The container of the present invention may be used in the preparation, storage and/or dispensing of suppositories that include any number of types of commercially available drugs, salts or derivatives thereof. For purposes of this disclosure, the term “derivatives” refers to compounds having substantially similar pharmacological activity to the drug. By “substantially similar,” what is meant is at least 75% of the drug activity, preferably at least 80% of the drug activity, more preferably at least 85% of the drug activity, even more preferably at least 90% of the drug activity, and still more preferably at least 95% of the drug activity. Derivatives will also share some structural similarity with the drug. Among the drugs or salts that may be compounded in a suppository dosage form are: Acetaminophen, Acetylsalicylic acid, Alum, Alprolazm, Aminophylline, Amoxicillin, Barbital, Benzoic acid, Benztropine, Belladonna Extract, Bisacodyl, Bismuth subgallate, Bismuth Carbonate, Bismuth Salicylate, Bismuth Subnitrate, Boric acid, Carbamezapine, Chloral hydrate, Chlorpromazine, Clindamycin, Cocaine, Dexamethasone, Diazepam, Diclofenac, Digitalis Extract, Diphenhydramine, Glycerin, Haloperidol, Ichthammol, Iodoform, Menthol, Metoclopramide, Morphine, Metronidazole, Miconazole, Naproxen, Nitroglycerin, Opium, Phenol, Potassium bromide, Potassium iodide, Paraffin, Phenobarbital, Procaine, Prochlorparazine, Promethazine, Quinine, Resorcinol, Salbutamol, Sodium bromide, Spermaceti, Sulfathiazole, Sulfasalazine, Tannic acid, Testosterone, Vancomycin, Witch Hazel extract, Zinc oxide, Zinc oxide with Lidocaine, Zinc sulfate, Hydrocortisone, Hydrocortisone with Lidocaine, Lidocaine, Ketoprofen, Ibuprofen, Phenytoin, Gabapentin, Klonazepam, Mesalamine, Prednisone, Indomethacin, Progesterone, Estrone, Estradiol, Estriol, Carbazepine, Ordansterone, Valporic acid, Hydromorphone, Ergot alkaloids, Ergotamine with Caffeine, Caffeine citrate, Oxycodone, Clotrimazole, Fluconazole, Econazole, Tinidazole, Nystatin, Ketocazole, Ltraconazole, Amphotercin, Secobarbital, Phenobarbital, Flucotisone, Budenoside, Nitrofurazone, Sucralfate, Piroxicam or various combinations thereof. Any other drugs useful in compounded suppositories are encompassed by the invention.

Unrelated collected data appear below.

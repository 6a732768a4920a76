use std::fs::Metadata;
use std::os::unix::fs::MetadataExt;

/// Get actual disk usage (blocks * block_size)
/// On most Linux systems, st_blocks is in 512-byte units
pub fn disk_usage(metadata: &Metadata) -> u64 {
    metadata.blocks() * 512
}

/// Convert bytes to KiB, rounding up so a non-empty file never reports 0.
pub fn bytes_to_kb(bytes: u64) -> u64 {
    bytes.div_ceil(1024)
}

/// Parse a size string as printed by `docker system df` ("8.2GB", "512MB",
/// "0B") into KiB. Multipliers are 1024-based. Returns None when the string
/// is not a size.
pub fn parse_docker_size(s: &str) -> Option<u64> {
    let s = s.trim();
    if s.is_empty() {
        return None;
    }

    // Longest suffixes first so "GB" is not read as "B".
    const UNITS: &[(&str, f64)] = &[
        ("TB", 1024.0 * 1024.0 * 1024.0),
        ("GB", 1024.0 * 1024.0),
        ("MB", 1024.0),
        ("kB", 1.0),
        ("KB", 1.0),
        ("B", 1.0 / 1024.0),
    ];

    let (num_str, multiplier) = UNITS
        .iter()
        .find_map(|(suffix, mult)| s.strip_suffix(suffix).map(|n| (n, *mult)))?;

    let value: f64 = num_str.trim().parse().ok()?;
    if !value.is_finite() || value < 0.0 {
        return None;
    }
    Some((value * multiplier) as u64)
}

/// Parse a reclaimable column such as "5.2GB (30%)" into KiB.
pub fn parse_docker_reclaimable(s: &str) -> Option<u64> {
    parse_docker_size(s.split_whitespace().next().unwrap_or(""))
}
use std::path::PathBuf;
use thiserror::Error;

/// Fatal library errors. Anything not listed here degrades into a
/// [`ScanWarning`](crate::scanner::ScanWarning) on the result instead.
#[derive(Error, Debug)]
pub enum ReclaimError {
    #[error("Configuration error: {0}")]
    Config(#[from] ConfigError),

    #[error("Scan root not found: {0}")]
    RootNotFound(PathBuf),

    #[error("Scan root is not a directory: {0}")]
    RootNotADirectory(PathBuf),

    #[error("IO error at path '{path}': {source}")]
    Io {
        path: PathBuf,
        #[source]
        source: std::io::Error,
    },

    #[error("Failed to start worker pool: {0}")]
    WorkerPool(String),
}

/// Errors reported by size probes. Never fatal to a scan.
#[derive(Error, Debug)]
pub enum ProbeError {
    #[error("Path vanished before it could be measured: {0}")]
    Vanished(PathBuf),

    #[error("Cannot read '{path}': {source}")]
    Unreadable {
        path: PathBuf,
        #[source]
        source: std::io::Error,
    },

    #[error("Probe timed out after {0:?}")]
    Timeout(std::time::Duration),

    #[error("External tool unavailable: {0}")]
    Unavailable(String),

    #[error("Unexpected probe output: {0}")]
    Parse(String),
}

/// Configuration-specific errors
#[derive(Error, Debug)]
pub enum ConfigError {
    #[error("Failed to read config file '{path}': {source}")]
    ReadError {
        path: PathBuf,
        #[source]
        source: std::io::Error,
    },

    #[error("Failed to parse config file '{path}': {source}")]
    ParseError {
        path: PathBuf,
        #[source]
        source: toml::de::Error,
    },

    #[error("Invalid configuration: {0}")]
    Invalid(String),
}

/// Result type alias for convenience
pub type Result<T> = std::result::Result<T, ReclaimError>;

#[cfg(test)]
mod tests {
    use super::*;

    #[test]
    fn error_display_messages() {
        let err = ConfigError::Invalid("probe_timeout_secs must be positive".into());
        assert!(err.to_string().contains("probe_timeout_secs"));

        let err = ReclaimError::RootNotADirectory(PathBuf::from("/etc/hosts"));
        assert_eq!(err.to_string(), "Scan root is not a directory: /etc/hosts");
    }

    #[test]
    fn error_conversion() {
        let config_err = ConfigError::Invalid("test".into());
        let err: ReclaimError = config_err.into();
        assert!(matches!(err, ReclaimError::Config(_)));
    }

    #[test]
    fn probe_error_mentions_tool() {
        let err = ProbeError::Unavailable("docker: not found".into());
        assert!(err.to_string().contains("docker"));
    }
}
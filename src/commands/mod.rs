//! Subcommand implementations.

pub mod clean;
pub mod scan;

use anyhow::{Context, Result};
use indicatif::{ProgressBar, ProgressStyle};
use std::path::PathBuf;
use std::sync::Arc;
use std::time::Duration;

use crate::cli::ScanFlags;
use crate::config::Config;
use crate::scanner::{ScanOptions, ScanProgress, ScanResult, Scanner};

/// Config values overridden by whatever was given on the command line.
pub fn scan_options(flags: &ScanFlags, config: &Config) -> ScanOptions {
    let mut options = config.scan_options();
    if let Some(depth) = flags.max_depth {
        options.max_depth = Some(depth);
    }
    if flags.no_docker {
        options.include_docker = false;
    }
    if let Some(secs) = flags.timeout {
        options.timeout = Some(Duration::from_secs(secs));
    }
    if let Some(jobs) = flags.jobs {
        options.threads = jobs;
    }
    if flags.one_file_system {
        options.one_file_system = true;
    }
    options
}

/// Explicit path, else the user's home directory.
pub fn scan_root(flags: &ScanFlags) -> Result<PathBuf> {
    match &flags.path {
        Some(path) => Ok(path.clone()),
        None => dirs::home_dir().context("Could not determine the home directory"),
    }
}

/// Run a scan, showing a spinner on stderr unless `quiet`.
pub fn run_scan(flags: &ScanFlags, config: &Config, quiet: bool) -> Result<ScanResult> {
    let root = scan_root(flags)?;
    let options = scan_options(flags, config);
    let progress = Arc::new(ScanProgress::new());
    let scanner = Scanner::with_defaults(config.catalog()?, &options).with_progress(Arc::clone(&progress));

    tracing::info!(path = %root.display(), ?options, "Scanning");

    if quiet {
        return Ok(scanner.scan(&root, &options)?);
    }

    let spinner = ProgressBar::new_spinner();
    spinner.set_style(
        ProgressStyle::with_template("{spinner} {msg}").unwrap_or_else(|_| ProgressStyle::default_spinner()),
    );
    spinner.enable_steady_tick(Duration::from_millis(100));

    let result = std::thread::scope(|s| {
        let handle = s.spawn(|| scanner.scan(&root, &options));
        while !handle.is_finished() {
            spinner.set_message(format!(
                "{} dirs, {} found, {} measured{}",
                progress.dirs_visited(),
                progress.discovered(),
                progress.measured(),
                progress
                    .current()
                    .map(|p| format!(" ({})", p.display()))
                    .unwrap_or_default()
            ));
            std::thread::sleep(Duration::from_millis(100));
        }
        handle.join()
    });
    spinner.finish_and_clear();

    match result {
        Ok(scan) => Ok(scan?),
        Err(_) => anyhow::bail!("Scan thread panicked"),
    }
}
//! The classifier: a depth-first walk that stops at category roots.

use std::collections::BTreeSet;
use std::fs;
use std::os::unix::fs::MetadataExt;
use std::path::{Path, PathBuf};
use std::sync::Arc;
use std::time::{Instant, SystemTime};

use crate::catalog::{Category, DirShape, PatternCatalog};
use crate::error::{ProbeError, ReclaimError, Result};
use crate::probe::SizeProbe;

use super::hit::{ScanHit, ScanWarning, WarningReason};
use super::options::ScanOptions;
use super::progress::ScanProgress;

/// A directory confirmed as a category root, not yet sized.
#[derive(Debug, Clone, PartialEq, Eq)]
pub struct CategoryRoot {
    pub category: Category,
    pub path: PathBuf,
    /// Directories between the scan root and this one (root = 0).
    pub depth: usize,
    pub discovered_at: SystemTime,
}

/// Result of sizing one [`CategoryRoot`].
#[derive(Debug, Clone, Default)]
pub struct RootMeasurement {
    pub hit: Option<ScanHit>,
    pub warnings: Vec<ScanWarning>,
}

/// Canonicalize the scan root, failing for anything that is not a directory.
pub fn resolve_root(root: &Path) -> Result<PathBuf> {
    let canonical = root.canonicalize().map_err(|e| {
        if e.kind() == std::io::ErrorKind::NotFound {
            ReclaimError::RootNotFound(root.to_path_buf())
        } else {
            ReclaimError::Io {
                path: root.to_path_buf(),
                source: e,
            }
        }
    })?;

    let metadata = fs::metadata(&canonical).map_err(|e| ReclaimError::Io {
        path: canonical.clone(),
        source: e,
    })?;
    if !metadata.is_dir() {
        return Err(ReclaimError::RootNotADirectory(root.to_path_buf()));
    }

    Ok(canonical)
}

/// Walks a tree, classifies directories against a [`PatternCatalog`] and
/// sizes category roots with a [`SizeProbe`].
pub struct Classifier {
    catalog: PatternCatalog,
    probe: Box<dyn SizeProbe>,
}

impl Classifier {
    pub fn new(catalog: PatternCatalog, probe: Box<dyn SizeProbe>) -> Self {
        Self { catalog, probe }
    }

    pub fn catalog(&self) -> &PatternCatalog {
        &self.catalog
    }

    /// Lazily find category roots below `root` without sizing them.
    ///
    /// Fails only when `root` does not exist or is not a directory.
    pub fn discover<'a>(&'a self, root: &Path, options: &'a ScanOptions) -> Result<Discovery<'a>> {
        let root = resolve_root(root)?;
        let root_dev = if options.one_file_system {
            Some(
                fs::metadata(&root)
                    .map_err(|e| ReclaimError::Io {
                        path: root.clone(),
                        source: e,
                    })?
                    .dev(),
            )
        } else {
            None
        };

        Ok(Discovery {
            catalog: &self.catalog,
            options,
            root_dev,
            stack: vec![(root, 0)],
            warnings: Vec::new(),
            deadline: options.timeout.map(|t| Instant::now() + t),
            interrupted: false,
            dirs_visited: 0,
            progress: None,
        })
    }

    /// Lazily walk `root`, yielding sized hits in discovery order.
    pub fn walk<'a>(&'a self, root: &Path, options: &'a ScanOptions) -> Result<Walk<'a>> {
        Ok(Walk {
            discovery: self.discover(root, options)?,
            classifier: self,
        })
    }

    /// Size a category root. Probe failures become warnings.
    pub fn measure(&self, root: &CategoryRoot) -> RootMeasurement {
        match self.probe.measure(&root.path) {
            Ok(measurement) => {
                let mut warnings = measurement.skipped;
                if measurement.approximate {
                    warnings.push(ScanWarning::new(&root.path, WarningReason::ProbeTimeout));
                }
                tracing::debug!(
                    category = %root.category,
                    path = %root.path.display(),
                    size_kb = measurement.size_kb,
                    "Measured category root"
                );
                RootMeasurement {
                    hit: Some(self.hit(root, measurement.size_kb, measurement.approximate)),
                    warnings,
                }
            }
            Err(ProbeError::Timeout(_)) => RootMeasurement {
                hit: Some(self.hit(root, 0, true)),
                warnings: vec![ScanWarning::new(&root.path, WarningReason::ProbeTimeout)],
            },
            Err(ProbeError::Vanished(path)) => {
                tracing::warn!(path = %path.display(), "Category root vanished");
                RootMeasurement {
                    hit: None,
                    warnings: vec![ScanWarning::new(path, WarningReason::Vanished)],
                }
            }
            Err(e) => {
                tracing::warn!(path = %root.path.display(), error = %e, "Cannot measure category root");
                RootMeasurement {
                    hit: None,
                    warnings: vec![ScanWarning::new(
                        &root.path,
                        WarningReason::Unreadable(e.to_string()),
                    )],
                }
            }
        }
    }

    fn hit(&self, root: &CategoryRoot, size_kb: u64, approximate: bool) -> ScanHit {
        ScanHit {
            category: root.category,
            path: root.path.clone(),
            size_kb,
            approximate,
            discovered_at: root.discovered_at,
        }
    }
}

/// Lazy depth-first search for category roots.
///
/// Children are visited in name order, so the sequence is deterministic for
/// a fixed tree. Symlinks are never followed. Once a directory is a category
/// root its descendants are never inspected, which keeps roots disjoint.
pub struct Discovery<'a> {
    catalog: &'a PatternCatalog,
    options: &'a ScanOptions,
    root_dev: Option<u64>,
    stack: Vec<(PathBuf, usize)>,
    warnings: Vec<ScanWarning>,
    deadline: Option<Instant>,
    interrupted: bool,
    dirs_visited: u64,
    progress: Option<Arc<ScanProgress>>,
}

impl<'a> Discovery<'a> {
    /// Replace the deadline derived from `options.timeout`.
    pub fn with_deadline(mut self, deadline: Option<Instant>) -> Self {
        self.deadline = deadline;
        self
    }

    pub fn with_progress(mut self, progress: Option<Arc<ScanProgress>>) -> Self {
        self.progress = progress;
        self
    }

    /// Warnings recorded so far, in the order they happened.
    pub fn warnings(&self) -> &[ScanWarning] {
        &self.warnings
    }

    pub fn into_warnings(self) -> Vec<ScanWarning> {
        self.warnings
    }

    /// True when the deadline stopped the walk with directories left.
    pub fn is_partial(&self) -> bool {
        self.interrupted
    }

    pub fn dirs_visited(&self) -> u64 {
        self.dirs_visited
    }

    fn deadline_passed(&self) -> bool {
        self.deadline.is_some_and(|d| Instant::now() >= d)
    }

    fn visit(&mut self, path: PathBuf, depth: usize) -> Option<CategoryRoot> {
        let read_dir = match fs::read_dir(&path) {
            Ok(rd) => rd,
            Err(e) => {
                tracing::warn!(path = %path.display(), error = %e, "Skipping unreadable directory");
                self.warnings.push(ScanWarning::from_io(&path, &e));
                return None;
            }
        };

        self.dirs_visited += 1;
        if let Some(progress) = &self.progress {
            progress.visit_dir();
        }

        let mut markers = BTreeSet::new();
        let mut children = Vec::new();
        for entry in read_dir {
            let entry = match entry {
                Ok(e) => e,
                Err(e) => {
                    self.warnings.push(ScanWarning::from_io(&path, &e));
                    continue;
                }
            };
            // file_type() does not follow symlinks, so links are never descended.
            match entry.file_type() {
                Ok(t) if t.is_dir() => children.push(entry.path()),
                Ok(_) => {}
                Err(e) => {
                    self.warnings.push(ScanWarning::from_io(&entry.path(), &e));
                    continue;
                }
            }
            markers.insert(entry.file_name().to_string_lossy().into_owned());
        }

        let shape = DirShape::new(path, markers);
        if let Some(rule) = self.catalog.classify(&shape) {
            if let Some(progress) = &self.progress {
                progress.discover();
            }
            return Some(CategoryRoot {
                category: rule.category,
                path: shape.path,
                depth,
                discovered_at: SystemTime::now(),
            });
        }

        if self.options.max_depth.is_some_and(|max| depth >= max) {
            return None;
        }

        children.sort();
        for child in children.into_iter().rev() {
            if self.should_descend(&child) {
                self.stack.push((child, depth + 1));
            }
        }

        None
    }

    fn should_descend(&self, path: &Path) -> bool {
        if ScanOptions::is_linux_virtual_fs(path) {
            return false;
        }

        let excluded = path
            .file_name()
            .is_some_and(|n| self.options.is_excluded(&n.to_string_lossy()));
        if excluded {
            return false;
        }

        if let Some(root_dev) = self.root_dev {
            // Unreadable metadata is reported when the directory is visited.
            if let Ok(meta) = fs::symlink_metadata(path) {
                if meta.dev() != root_dev {
                    return false;
                }
            }
        }

        true
    }
}

impl Iterator for Discovery<'_> {
    type Item = CategoryRoot;

    fn next(&mut self) -> Option<CategoryRoot> {
        while let Some((path, depth)) = self.stack.pop() {
            if self.deadline_passed() {
                tracing::warn!(
                    remaining = self.stack.len() + 1,
                    "Scan deadline exceeded, stopping walk"
                );
                self.interrupted = true;
                self.stack.clear();
                return None;
            }
            if let Some(root) = self.visit(path, depth) {
                return Some(root);
            }
        }
        None
    }
}

/// Lazy sequence of sized [`ScanHit`]s. The consumer may stop early.
pub struct Walk<'a> {
    discovery: Discovery<'a>,
    classifier: &'a Classifier,
}

impl Walk<'_> {
    pub fn warnings(&self) -> &[ScanWarning] {
        self.discovery.warnings()
    }

    pub fn is_partial(&self) -> bool {
        self.discovery.is_partial()
    }
}

impl Iterator for Walk<'_> {
    type Item = ScanHit;

    fn next(&mut self) -> Option<ScanHit> {
        loop {
            let root = self.discovery.next()?;
            let measured = self.classifier.measure(&root);
            self.discovery.warnings.extend(measured.warnings);
            if let Some(hit) = measured.hit {
                return Some(hit);
            }
        }
    }
}
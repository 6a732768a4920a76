//! Container runtime usage via `docker system df`.

use serde::{Deserialize, Serialize};
use std::io::Read;
use std::path::PathBuf;
use std::process::{Command, Stdio};
use std::time::{Duration, Instant, SystemTime};

use super::size::{parse_docker_reclaimable, parse_docker_size};
use super::DockerProbe;
use crate::catalog::Category;
use crate::error::ProbeError;
use crate::scanner::ScanHit;

/// One row of `docker system df` (images, containers, volumes, build cache).
#[derive(Debug, Clone, PartialEq, Eq, Serialize)]
pub struct DockerUsageEntry {
    pub kind: String,
    pub size_kb: u64,
    pub reclaimable_kb: u64,
}

/// Usage as reported by the container runtime itself.
#[derive(Debug, Clone, Default, PartialEq, Eq, Serialize)]
pub struct DockerUsage {
    pub entries: Vec<DockerUsageEntry>,
    pub total_kb: u64,
    pub reclaimable_kb: u64,
}

impl DockerUsage {
    /// One hit per reported row under the `docker` category.
    ///
    /// Rows are sized by their reclaimable space when the runtime reports any,
    /// otherwise by their total size.
    pub fn to_hits(&self, discovered_at: SystemTime) -> Vec<ScanHit> {
        let use_reclaimable = self.reclaimable_kb > 0;
        self.entries
            .iter()
            .map(|entry| ScanHit {
                category: Category::Docker,
                path: PathBuf::from(format!(
                    "docker://{}",
                    entry.kind.to_lowercase().replace(' ', "-")
                )),
                size_kb: if use_reclaimable {
                    entry.reclaimable_kb
                } else {
                    entry.size_kb
                },
                approximate: false,
                discovered_at,
            })
            .collect()
    }
}

#[derive(Debug, Deserialize)]
struct DfLine {
    #[serde(rename = "Type", default)]
    kind: String,
    #[serde(rename = "Size", default)]
    size: String,
    #[serde(rename = "Reclaimable", default)]
    reclaimable: String,
}

/// Parse `docker system df --format '{{json .}}'` output: one JSON object
/// per line. Lines that are not valid rows are skipped.
pub fn parse_docker_df(output: &str) -> DockerUsage {
    let mut usage = DockerUsage::default();

    for line in output.lines().map(str::trim).filter(|l| !l.is_empty()) {
        let row: DfLine = match serde_json::from_str(line) {
            Ok(row) => row,
            Err(e) => {
                tracing::debug!(error = %e, line, "Skipping unparsable docker df line");
                continue;
            }
        };
        let size_kb = parse_docker_size(&row.size).unwrap_or(0);
        let reclaimable_kb = parse_docker_reclaimable(&row.reclaimable).unwrap_or(0);
        usage.total_kb += size_kb;
        usage.reclaimable_kb += reclaimable_kb;
        usage.entries.push(DockerUsageEntry {
            kind: row.kind,
            size_kb,
            reclaimable_kb,
        });
    }

    usage
}

/// Queries the `docker` command line client.
#[derive(Debug, Clone)]
pub struct DockerCli {
    binary: String,
    timeout: Duration,
}

impl DockerCli {
    pub fn new() -> Self {
        Self {
            binary: "docker".to_string(),
            timeout: Duration::from_secs(15),
        }
    }

    pub fn with_binary(mut self, binary: impl Into<String>) -> Self {
        self.binary = binary.into();
        self
    }

    pub fn with_timeout(mut self, timeout: Duration) -> Self {
        self.timeout = timeout;
        self
    }
}

impl Default for DockerCli {
    fn default() -> Self {
        Self::new()
    }
}

impl DockerProbe for DockerCli {
    fn usage(&self) -> Result<DockerUsage, ProbeError> {
        let out = run_with_timeout(
            &self.binary,
            &["system", "df", "--format", "{{json .}}"],
            self.timeout,
        )?;
        Ok(parse_docker_df(&out))
    }
}

/// Run a command and return its stdout, killing it once `timeout` passes.
fn run_with_timeout(program: &str, args: &[&str], timeout: Duration) -> Result<String, ProbeError> {
    let mut child = Command::new(program)
        .args(args)
        .stdin(Stdio::null())
        .stdout(Stdio::piped())
        .stderr(Stdio::null())
        .spawn()
        .map_err(|e| ProbeError::Unavailable(format!("{}: {}", program, e)))?;

    let mut stdout = child
        .stdout
        .take()
        .ok_or_else(|| ProbeError::Unavailable(format!("{}: no stdout", program)))?;
    let reader = std::thread::spawn(move || {
        let mut out = String::new();
        stdout.read_to_string(&mut out).map(|_| out)
    });

    let deadline = Instant::now() + timeout;
    let status = loop {
        match child.try_wait() {
            Ok(Some(status)) => break status,
            Ok(None) if Instant::now() >= deadline => {
                let _ = child.kill();
                let _ = child.wait();
                return Err(ProbeError::Timeout(timeout));
            }
            Ok(None) => std::thread::sleep(Duration::from_millis(20)),
            Err(e) => return Err(ProbeError::Unavailable(format!("{}: {}", program, e))),
        }
    };

    let out = reader
        .join()
        .map_err(|_| ProbeError::Parse(format!("{}: output reader panicked", program)))?
        .map_err(|e| ProbeError::Parse(format!("{}: {}", program, e)))?;

    if !status.success() {
        return Err(ProbeError::Unavailable(format!(
            "{} exited with {}",
            program, status
        )));
    }

    Ok(out)
}

#[cfg(test)]
mod tests {
    use super::*;

    const DF_OUTPUT: &str = r#"{"Active":"2","Reclaimable":"5.5GB (61%)","Size":"9GB","TotalCount":"14","Type":"Images"}
{"Active":"1","Reclaimable":"0B (0%)","Size":"12MB","TotalCount":"3","Type":"Containers"}
not json at all
{"Active":"0","Reclaimable":"512MB (100%)","Size":"512MB","TotalCount":"2","Type":"Local Volumes"}

{"Active":"0","Reclaimable":"1GB","Size":"1GB","TotalCount":"40","Type":"Build Cache"}
"#;

    #[test]
    fn test_parse_docker_df() {
        let usage = parse_docker_df(DF_OUTPUT);
        assert_eq!(usage.entries.len(), 4);
        assert_eq!(usage.entries[0].kind, "Images");
        assert_eq!(usage.entries[1].size_kb, 12 * 1024);
        assert_eq!(usage.entries[2].reclaimable_kb, 512 * 1024);
        assert_eq!(
            usage.total_kb,
            usage.entries.iter().map(|e| e.size_kb).sum::<u64>()
        );
        assert_eq!(
            usage.reclaimable_kb,
            usage.entries.iter().map(|e| e.reclaimable_kb).sum::<u64>()
        );
    }

    #[test]
    fn test_parse_empty_output() {
        assert_eq!(parse_docker_df(""), DockerUsage::default());
    }

    #[test]
    fn test_hits_prefer_reclaimable() {
        let usage = parse_docker_df(DF_OUTPUT);
        let hits = usage.to_hits(SystemTime::UNIX_EPOCH);
        assert_eq!(hits.len(), 4);
        assert!(hits.iter().all(|h| h.category == Category::Docker));
        assert_eq!(hits[1].size_kb, 0);
        assert_eq!(hits[2].path, PathBuf::from("docker://local-volumes"));
        assert_eq!(
            hits.iter().map(|h| h.size_kb).sum::<u64>(),
            usage.reclaimable_kb
        );
    }

    #[test]
    fn test_hits_fall_back_to_size() {
        let usage = parse_docker_df(
            r#"{"Reclaimable":"0B (0%)","Size":"2GB","Type":"Images"}"#,
        );
        let hits = usage.to_hits(SystemTime::UNIX_EPOCH);
        assert_eq!(hits[0].size_kb, 2 * 1024 * 1024);
    }

    #[test]
    fn test_missing_binary_is_unavailable() {
        let probe = DockerCli::new().with_binary("rusty-reclaim-no-such-binary-xyz");
        let err = probe.usage().unwrap_err();
        assert!(matches!(err, ProbeError::Unavailable(_)));
    }

    #[test]
    fn test_failing_command_is_unavailable() {
        let err = run_with_timeout("false", &[], Duration::from_secs(5)).unwrap_err();
        assert!(matches!(err, ProbeError::Unavailable(_)));
    }

    #[test]
    fn test_run_with_timeout_success() {
        let out = run_with_timeout("echo", &["hello"], Duration::from_secs(5)).unwrap();
        assert_eq!(out.trim(), "hello");
    }

    #[test]
    fn test_run_with_timeout_kills_slow_command() {
        let err = run_with_timeout("sleep", &["5"], Duration::from_millis(100)).unwrap_err();
        assert!(matches!(err, ProbeError::Timeout(_)));
    }
}
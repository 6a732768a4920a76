use std::time::Duration;

/// Options recognized by [`scan`](crate::scan).
#[derive(Debug, Clone)]
pub struct ScanOptions {
    /// Descend no deeper than this many directories below the root
    /// (None = unlimited). Directories at the limit are still classified.
    pub max_depth: Option<usize>,

    /// Query the container runtime for its own usage accounting
    pub include_docker: bool,

    /// Overall deadline for the scan; past it the result is partial
    pub timeout: Option<Duration>,

    /// Per-invocation limit for measuring one category root
    pub probe_timeout: Option<Duration>,

    /// Number of parallel threads (0 = auto)
    pub threads: usize,

    /// Stay on the same filesystem (don't cross mount points)
    pub one_file_system: bool,

    /// Directory names that are neither classified nor descended into
    pub exclude: Vec<String>,
}

impl Default for ScanOptions {
    fn default() -> Self {
        Self {
            max_depth: None,
            include_docker: true,
            timeout: None,
            probe_timeout: Some(Duration::from_secs(60)),
            threads: 0,
            one_file_system: false,
            exclude: Vec::new(),
        }
    }
}

/// Linux virtual filesystem paths that should be excluded by default.
/// These can report incorrect/huge sizes and cause scanning issues.
pub const LINUX_VIRTUAL_FS_PATHS: &[&str] = &["/proc", "/dev", "/sys", "/run"];

impl ScanOptions {
    /// Check if a path lies on a Linux virtual filesystem
    pub fn is_linux_virtual_fs(path: &std::path::Path) -> bool {
        LINUX_VIRTUAL_FS_PATHS
            .iter()
            .any(|vfs| path.starts_with(vfs))
    }

    /// Create a new ScanOptions with default values
    pub fn new() -> Self {
        Self::default()
    }

    /// Set maximum traversal depth
    pub fn with_max_depth(mut self, depth: usize) -> Self {
        self.max_depth = Some(depth);
        self
    }

    /// Set whether to query Docker
    pub fn with_docker(mut self, include: bool) -> Self {
        self.include_docker = include;
        self
    }

    /// Set the overall scan deadline
    pub fn with_timeout(mut self, timeout: Duration) -> Self {
        self.timeout = Some(timeout);
        self
    }

    /// Set the per-root measurement timeout
    pub fn with_probe_timeout(mut self, timeout: Duration) -> Self {
        self.probe_timeout = Some(timeout);
        self
    }

    /// Set number of parallel threads
    pub fn with_threads(mut self, threads: usize) -> Self {
        self.threads = threads;
        self
    }

    /// Set whether to stay on the same filesystem
    pub fn with_one_file_system(mut self, enabled: bool) -> Self {
        self.one_file_system = enabled;
        self
    }

    /// Set excluded directory names
    pub fn with_exclude(mut self, names: Vec<String>) -> Self {
        self.exclude = names;
        self
    }

    pub(crate) fn is_excluded(&self, name: &str) -> bool {
        self.exclude.iter().any(|e| e == name)
    }
}

#[cfg(test)]
mod tests {
    use super::*;
    use std::path::Path;

    #[test]
    fn test_default_options() {
        let opts = ScanOptions::default();
        assert_eq!(opts.max_depth, None);
        assert!(opts.include_docker);
        assert_eq!(opts.timeout, None);
        assert_eq!(opts.probe_timeout, Some(Duration::from_secs(60)));
        assert_eq!(opts.threads, 0);
        assert!(!opts.one_file_system);
        assert!(opts.exclude.is_empty());
    }

    #[test]
    fn test_scan_options_chaining() {
        let opts = ScanOptions::new()
            .with_max_depth(4)
            .with_docker(false)
            .with_timeout(Duration::from_secs(30))
            .with_probe_timeout(Duration::from_secs(5))
            .with_threads(8)
            .with_one_file_system(true)
            .with_exclude(vec!["vendor".to_string()]);

        assert_eq!(opts.max_depth, Some(4));
        assert!(!opts.include_docker);
        assert_eq!(opts.timeout, Some(Duration::from_secs(30)));
        assert_eq!(opts.probe_timeout, Some(Duration::from_secs(5)));
        assert_eq!(opts.threads, 8);
        assert!(opts.one_file_system);
        assert!(opts.is_excluded("vendor"));
        assert!(!opts.is_excluded("src"));
    }

    #[test]
    fn test_is_linux_virtual_fs() {
        assert!(ScanOptions::is_linux_virtual_fs(Path::new("/proc")));
        assert!(ScanOptions::is_linux_virtual_fs(Path::new("/proc/1/status")));
        assert!(ScanOptions::is_linux_virtual_fs(Path::new("/dev/sda")));
        assert!(ScanOptions::is_linux_virtual_fs(Path::new("/sys/class/net")));
        assert!(ScanOptions::is_linux_virtual_fs(Path::new("/run/user/1000")));

        assert!(!ScanOptions::is_linux_virtual_fs(Path::new("/home/user")));
        assert!(!ScanOptions::is_linux_virtual_fs(Path::new("/tmp")));
        // Component-wise, not string prefix.
        assert!(!ScanOptions::is_linux_virtual_fs(Path::new("/devel")));
        assert!(!ScanOptions::is_linux_virtual_fs(Path::new("/home/user/proc")));
    }
}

These drugs, salts or derivatives are available commercially from many different sources, such as Paddock Laboratories, St. Paul, Minn.; Professional Compounding Centers of America, Houston, Tex.; Medisca, Inc., Plattsburgh, N.Y.; Gallipot, Inc., St. Paul, Minn.; and Spectrum Pharmacy Products, Tucson, Ariz.
It should be understood that the above described drugs, salts and derivatives are exemplary and not an inclusive list of possible drugs, salts or derivatives that may be compounded. Additionally, the use of the term “drug” within this disclosure is intended to encompass any of the drugs, salts, derivatives thereof, dietary supplements or botanical extracts anticipated by one of skill in the art that may be compounded using the container of the present invention.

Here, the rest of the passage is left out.